It’s time to party and feast with Odin and his companions.
The Gods welcome you to gather in Odin’s mighty hall in Asgard.
Arm wrestle with Thor!
Test your skills with Skadi!
Feast and drink because you are mighty warriors!
So goes the invitation for this year’s O.N.C.E. in Valhalla, the annual grub and imbibe fest best known for scratching your most carnal instincts (of the food and drink variety, at least). For this 10-course celebration that will feature treats like goat stew and roast leg of lamb, we reached out to the local Viking god behind the storied pop-up, JJ Gonson, as well as the brewer and the mead maker who will help gorging parties get appropriately rowdy next weekend.

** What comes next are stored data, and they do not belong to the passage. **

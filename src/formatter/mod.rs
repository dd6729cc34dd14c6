use crate::{
    error::{Error, Result},
    key::{FormatKey, FormatKind},
    locale::Locale,
    value::Value,
};

use self::{date::DateTimeFormat, number::NumberFormat};

mod date;
mod number;

/// The pattern used when a datetime is formatted without an explicit one.
pub const DEFAULT_DATE_TIME_PATTERN: &str = "yyyy-MM-dd HH:mm:ss";
/// The pattern used for `date` placeholders without a style.
pub const DEFAULT_DATE_PATTERN: &str = "yyyy-MM-dd";
/// The pattern used for `time` placeholders without a style.
pub const DEFAULT_TIME_PATTERN: &str = "HH:mm:ss";

/// An immutable object that converts values to text according to the
/// configuration in a `FormatKey`.
///
/// Building a formatter compiles its pattern and resolves its time zone
/// and locale, which is comparatively expensive. Formatting is a pure read
/// of that configuration plus the input value, so a formatter can be shared
/// between any number of threads without synchronization. Two formatters
/// built from equal keys always produce identical output.
#[derive(Debug)]
pub struct Formatter {
    key: FormatKey,
    imp: Imp,
}

#[derive(Debug)]
enum Imp {
    DateTime(DateTimeFormat),
    Number(NumberFormat),
}

impl Formatter {
    /// Build a formatter for the given key.
    ///
    /// This fails when the pattern is malformed, or when the key's locale
    /// can no longer be resolved.
    pub fn new(key: &FormatKey) -> Result<Formatter> {
        let locale = Locale::parse(key.locale()).map_err(|err| {
            Error::construction(key.pattern(), err.to_string())
        })?;
        let imp = match key.kind() {
            FormatKind::DateTime => {
                let Some(zone) = key.time_zone() else {
                    return Err(Error::construction(
                        key.pattern(),
                        "datetime key has no time zone",
                    ));
                };
                Imp::DateTime(DateTimeFormat::new(
                    key.pattern(),
                    zone.get().clone(),
                    locale.names(),
                )?)
            }
            FormatKind::Number => Imp::Number(NumberFormat::new(
                key.pattern(),
                locale.number_symbols(),
            )?),
        };
        log::trace!("built formatter for {key}");
        Ok(Formatter { key: key.clone(), imp })
    }

    /// Returns the key this formatter was built from.
    pub fn key(&self) -> &FormatKey {
        &self.key
    }

    /// Format the given value.
    pub fn format(&self, value: &Value) -> Result<String> {
        let mut out = String::new();
        self.format_to(value, &mut out)?;
        Ok(out)
    }

    /// Format the given value by appending it to `out`.
    ///
    /// When this returns an error, `out` may contain a partially formatted
    /// value.
    pub fn format_to(&self, value: &Value, out: &mut String) -> Result<()> {
        match self.imp {
            Imp::DateTime(ref imp) => imp.format(value, out),
            Imp::Number(ref imp) => imp.format(value, out),
        }
    }
}

#[cfg(test)]
mod tests {
    use jiff::{Timestamp, tz::TimeZone};

    use crate::zone::Zone;

    use super::*;

    fn en() -> Locale {
        Locale::parse("en").unwrap()
    }

    #[test]
    fn formats_instants_reused_across_inputs() {
        let key = FormatKey::new("yyyy-MM-dd HH:mm:ss", &Zone::utc(), &en());
        let formatter = Formatter::new(&key).unwrap();

        let ts: Timestamp = "2024-01-01T00:00:00Z".parse().unwrap();
        assert_eq!(formatter.format(&ts.into()).unwrap(), "2024-01-01 00:00:00");

        let ts: Timestamp = "2024-06-15T12:30:45Z".parse().unwrap();
        assert_eq!(formatter.format(&ts.into()).unwrap(), "2024-06-15 12:30:45");
    }

    #[test]
    fn formats_in_key_zone() {
        let zone = Zone::parse("Asia/Tokyo").unwrap();
        let key = FormatKey::new(DEFAULT_DATE_TIME_PATTERN, &zone, &en());
        let formatter = Formatter::new(&key).unwrap();
        let got = formatter.format(&Value::from("2024-01-01T00:00:00Z")).unwrap();
        assert_eq!(got, "2024-01-01 09:00:00");
    }

    #[test]
    fn number_formatter() {
        let de = Locale::parse("de-DE").unwrap();
        let formatter = Formatter::new(&FormatKey::number("", &de)).unwrap();
        assert_eq!(formatter.format(&Value::Float(1234.5)).unwrap(), "1.234,5");
        assert!(formatter.format(&Value::from("x")).is_err());
    }

    #[test]
    fn construction_errors() {
        let key = FormatKey::new("yyyy-qq", &Zone::utc(), &en());
        let err = Formatter::new(&key).unwrap_err();
        assert!(matches!(err, Error::FormatConstruction { .. }), "{err:?}");

        let key = FormatKey::number("#x#", &en());
        assert!(Formatter::new(&key).is_err());
    }

    /// Zones without a database name still format by their own rules, and
    /// two different ones never share a key.
    #[test]
    fn unnamed_zones() {
        let tokyo = tzif("JST", 9 * 60 * 60, "JST-9");
        let new_york = tzif("EST", -5 * 60 * 60, "EST5");
        let tokyo = Zone::from(TimeZone::tzif("", &tokyo).unwrap());
        let new_york =
            Zone::from(TimeZone::tzif("Local", &new_york).unwrap());

        let k1 = FormatKey::new("HH z", &tokyo, &en());
        let k2 = FormatKey::new("HH z", &new_york, &en());
        assert_ne!(k1, k2);

        let value = Value::from("2024-01-01T00:00:00Z");
        let f1 = Formatter::new(&k1).unwrap();
        let f2 = Formatter::new(&k2).unwrap();
        assert_eq!(f1.format(&value).unwrap(), "09 JST");
        assert_eq!(f2.format(&value).unwrap(), "19 EST");
    }

    /// Builds a TZif file with no transitions and a single local time type.
    fn tzif(abbrev: &str, offset: i32, posix: &str) -> Vec<u8> {
        let mut data = vec![];
        for _ in 0..2 {
            data.extend_from_slice(b"TZif2");
            data.extend_from_slice(&[0; 15]);
            let charcnt = u32::try_from(abbrev.len() + 1).unwrap();
            for count in [0, 0, 0, 0, 1, charcnt] {
                data.extend_from_slice(&count.to_be_bytes());
            }
            data.extend_from_slice(&offset.to_be_bytes());
            data.extend_from_slice(&[0, 0]);
            data.extend_from_slice(abbrev.as_bytes());
            data.push(0);
        }
        data.extend_from_slice(format!("\n{posix}\n").as_bytes());
        data
    }

    #[test]
    fn equal_keys_give_equal_output() {
        let zone = Zone::parse("America/New_York").unwrap();
        let key = FormatKey::new("EEE d MMM yyyy HH:mm z", &zone, &en());
        let (f1, f2) = (Formatter::new(&key).unwrap(), Formatter::new(&key).unwrap());
        for ts in ["2024-03-10T06:59:59Z", "2024-03-10T07:00:00Z", "1999-12-31T23:59:59Z"] {
            let value = Value::from(ts);
            assert_eq!(f1.format(&value).unwrap(), f2.format(&value).unwrap());
        }
    }
}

JJ Gonson (Owner, Cuisine en Locale)
Is the cuisine actually based on what Vikings ate at all?
Yes, or at least what they could have dreamed of eating. I have had a great time in nine years thinking about the subtleties of the menu. There must have been something in the air around the third year, because I was really fortunate to have met a wonderful cook who wrote a cookbook of the food from Game of Thrones, but even before the first one, I did a lot of research and spent a lot of time talking with other chefs to come up with an ingredient list we felt good with.
There are things that we are fairly sure they flat-out did not have, so we don’t use them. For example, they had a lot of root vegetables, which grow and store well in the home climate, but probably not potatoes and other “new world” foods, like eggplants. But this is not real Viking history that we are doing here. It is a reenactment of a mythological Viking place. So they certainly did not eat 10-course feasts, probably ever. We pull out all the stops on what we imagine might have been heaven for a Viking.
Does there have to be any cultural sensitivity taken into account when riffing on a Viking theme?
Happily, our Valhalla, which is really a riff on Norse mythology even more than Vikings, is a really fun and friendly place. The show is somewhere between dinner theater and Viking cosplay. More theater than history—Thestory?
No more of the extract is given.